Phoenix’s eyes sharpened on the screen, the blades of his cheekbones going dusky, the only other sign of emotion as the other wolf-hybrid held his gaze through the digital connection. He sat in a nondescript office hundreds of miles away in the Greylock pack’s headquarters.

It was a large, dismal structure that never failed to make Niko long for a breath of fresh air. It should have been torn down to the very foundations after Graves’ death.

Perhaps he’d make it an order.

“What, exactly, do you know, Prime?” Phoenix asked, his tone flat and revealing nothing.

Niko wasn’t in the mood to play games.

“How old was she when you knew?” he asked, bending forward slightly and placing his hands on the console’s counter.

A coldness unlike anything Niko had ever seen came into Phoenix’s eyes, but he said nothing.

Niko held the man’s black ice of a stare and waited. It was a long distance between them but he could force his will even along that stretch since Phoenix had accepted the bond when he’d acknowledged, reluctantly, to follow Niko as his Prime. He was tempted to use it now, so tempted. In fact, the rage inside him whispered he must do it.

But Niko realized there was one thing that could reach him in this icy rage.

Zee.

He thought of her bruised eyes, thought of the words she’d told Colby.

“I have no pack, no family, no home. I’ve been without those things for more than ten years.”

He’d already robbed her of those things once and she still hadn’t been able to rebuild those bonds. He couldn’t cause more harm to this family... to her. Since he’d already done so damage due to his own ignorance, he did something he wouldn’t have imagined even a few weeks ago. He yielded.

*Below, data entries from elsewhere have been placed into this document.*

// Copyright (c) 2025 R3BL LLC. Licensed under Apache License, Version 2.0.

//! Unix/Linux/macOS termios access using rustix's safe API.

use crate::ReadlineError;
use rustix::{fd::AsFd,
             termios::{self, LocalModes, OptionalActions, SpecialCodeIndex, Termios}};
use std::io;

pub fn is_terminal(fd: impl AsFd) -> bool { termios::isatty(fd) }

/// Get current attributes.
pub fn get_attributes(fd: impl AsFd) -> Result<Termios, ReadlineError> {
    termios::tcgetattr(fd).map_err(|errno| ReadlineError::TerminalAttributes {
        operation: "retrieve",
        source: io::Error::from(errno),
    })
}

/// Set attributes, effective immediately.
pub fn set_attributes(
    fd: impl AsFd,
    termios: &Termios,
    operation: &'static str,
) -> Result<(), ReadlineError> {
    termios::tcsetattr(fd, OptionalActions::Now, termios).map_err(|errno| {
        ReadlineError::TerminalAttributes {
            operation,
            source: io::Error::from(errno),
        }
    })
}

/// Derive the editor's mode from the saved attributes: no canonical buffering, no
/// echo, one byte at a time. Everything else is left as the user had it.
#[must_use]
pub fn editor_mode_from(saved: &Termios) -> Termios {
    let mut it = saved.clone();
    it.local_modes.remove(LocalModes::ICANON | LocalModes::ECHO);
    it.special_codes[SpecialCodeIndex::VMIN] = 1;
    it.special_codes[SpecialCodeIndex::VTIME] = 0;
    it
}
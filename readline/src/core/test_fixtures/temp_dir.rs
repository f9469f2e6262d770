// Copyright (c) 2025 R3BL LLC. Licensed under Apache License, Version 2.0.

use miette::IntoDiagnostic;
use std::{ops::Deref,
          path::{Path, PathBuf}};

#[derive(Debug)]
pub struct TempDir {
    pub inner: PathBuf,
}

impl TempDir {
    /// Join a path to the temporary directory.
    pub fn join<P: AsRef<Path>>(&self, path: P) -> PathBuf { self.inner.join(path) }
}

/// Create a uniquely named directory under [`std::env::temp_dir`]. The directory is
/// deleted when the [`TempDir`] is dropped. Unlike a `cd` based fixture this never
/// touches the process working directory, so tests using it can run in parallel.
///
/// # Errors
///
/// Returns an error if the directory can't be created.
pub fn try_create_temp_dir() -> miette::Result<TempDir> {
    let name = format!("tasksh_{:016x}", rand::random::<u64>());
    let new_temp_dir = std::env::temp_dir().join(name);
    std::fs::create_dir(&new_temp_dir).into_diagnostic()?;
    Ok(TempDir {
        inner: new_temp_dir,
    })
}

/// Automatically delete the temporary directory when the [`TempDir`] struct is dropped.
impl Drop for TempDir {
    fn drop(&mut self) {
        // We don't care about the result of this operation.
        std::fs::remove_dir_all(&self.inner).ok();
    }
}

impl Deref for TempDir {
    type Target = PathBuf;

    fn deref(&self) -> &Self::Target { &self.inner }
}

#[cfg(test)]
mod tests {
    use super::*;

    #[test]
    fn test_temp_dir_is_removed_on_drop() {
        let dir = try_create_temp_dir().unwrap();
        let path = dir.inner.clone();
        std::fs::write(dir.join("file.txt"), b"x").unwrap();
        assert!(path.is_dir());
        drop(dir);
        assert!(!path.exists());
    }
}
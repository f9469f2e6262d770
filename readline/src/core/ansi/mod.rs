// Copyright (c) 2025 R3BL LLC. Licensed under Apache License, Version 2.0.

// Attach sources.
pub mod escape_decoder;
pub mod terminal_session;

// Re-export.
pub use escape_decoder::*;
pub use terminal_session::*;
// Copyright (c) 2025 R3BL LLC. Licensed under Apache License, Version 2.0.

// Attach sources.
pub mod input_device_fixtures;
pub mod output_device_fixtures;
pub mod temp_dir;

// Re-export.
pub use input_device_fixtures::*;
pub use output_device_fixtures::*;
pub use temp_dir::*;
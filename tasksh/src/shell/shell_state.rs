// Copyright (c) 2025 R3BL LLC. Licensed under Apache License, Version 2.0.

use std::path::{Component, Path, PathBuf};

/// Where the shell is. `~` in prompts and paths stands for `start_dir`.
#[derive(Debug, Clone, PartialEq, Eq)]
pub struct ShellState {
    pub start_dir: PathBuf,
    pub cwd: PathBuf,
}

impl ShellState {
    #[must_use]
    pub fn new(start_dir: PathBuf) -> Self {
        Self {
            cwd: start_dir.clone(),
            start_dir,
        }
    }

    /// `~$ ` in the start directory, `~/sub/dir$ ` below it, the absolute path
    /// anywhere else.
    #[must_use]
    pub fn prompt(&self) -> String {
        match self.cwd.strip_prefix(&self.start_dir) {
            Ok(relative) if relative.as_os_str().is_empty() => "~$ ".to_string(),
            Ok(relative) => format!("~/{}$ ", relative.display()),
            Err(_) => format!("{}$ ", self.cwd.display()),
        }
    }

    /// Resolve a path typed by the user: `~` and `~/..` against the start directory,
    /// absolute paths as is, everything else against the current directory. `.` and
    /// `..` are folded lexically so the prompt stays readable.
    #[must_use]
    pub fn resolve(&self, typed: &str) -> PathBuf {
        let joined = if typed == "~" {
            self.start_dir.clone()
        } else if let Some(rest) = typed.strip_prefix("~/") {
            self.start_dir.join(rest)
        } else {
            self.cwd.join(typed)
        };
        normalize_lexically(&joined)
    }
}

fn normalize_lexically(path: &Path) -> PathBuf {
    let mut normalized = PathBuf::new();
    for component in path.components() {
        match component {
            Component::CurDir => {}
            Component::ParentDir => {
                normalized.pop();
            }
            other => normalized.push(other),
        }
    }
    normalized
}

“One of my dominant wolves—a female I once had a relationship with—thought to test Zee.” He paused, eyes on Phoenix as he waited for some reaction. The one he received was the one he’d half expected. Sharp, feral amusement, mixed with pride.

“Is she bleeding?” Phoenix asked, only mildly interested.

“I didn’t ask. She’s alive and relatively unharmed which is all that really matters.”

Now Phoenix did show interest. Eyes narrowed to slits, he cocked his head in a fashion that resembled nothing human. Neither was—in any sense of the word. But several of the Day brothers, especially Phoenix, barely held anything beyond a surface resemblance.

Niko had known that but it really drove home now as the oldest of the Days leaned in to peer more closely at the screen. And Niko knew he wasn’t imagining the darkness that cloaked the other man, gathering around him like Death’s shadowy lovers.

“Odd,” Phoenix mused. “You’re not surprised by her reactions.”

“Did you think I would be?” Niko smiled although there was no humor or warmth to it. It was a calculated reaction, much as those strange shadows gathering around the Alpha he faced. “Even ten years ago, I understood the life I would be stepping into when my father turned the role of Prime over to me.”

That had always been the plan—not that his father would die, but that he’d step down and relinquish the role to his son when he felt it was time. But life hadn’t allowed them that choice.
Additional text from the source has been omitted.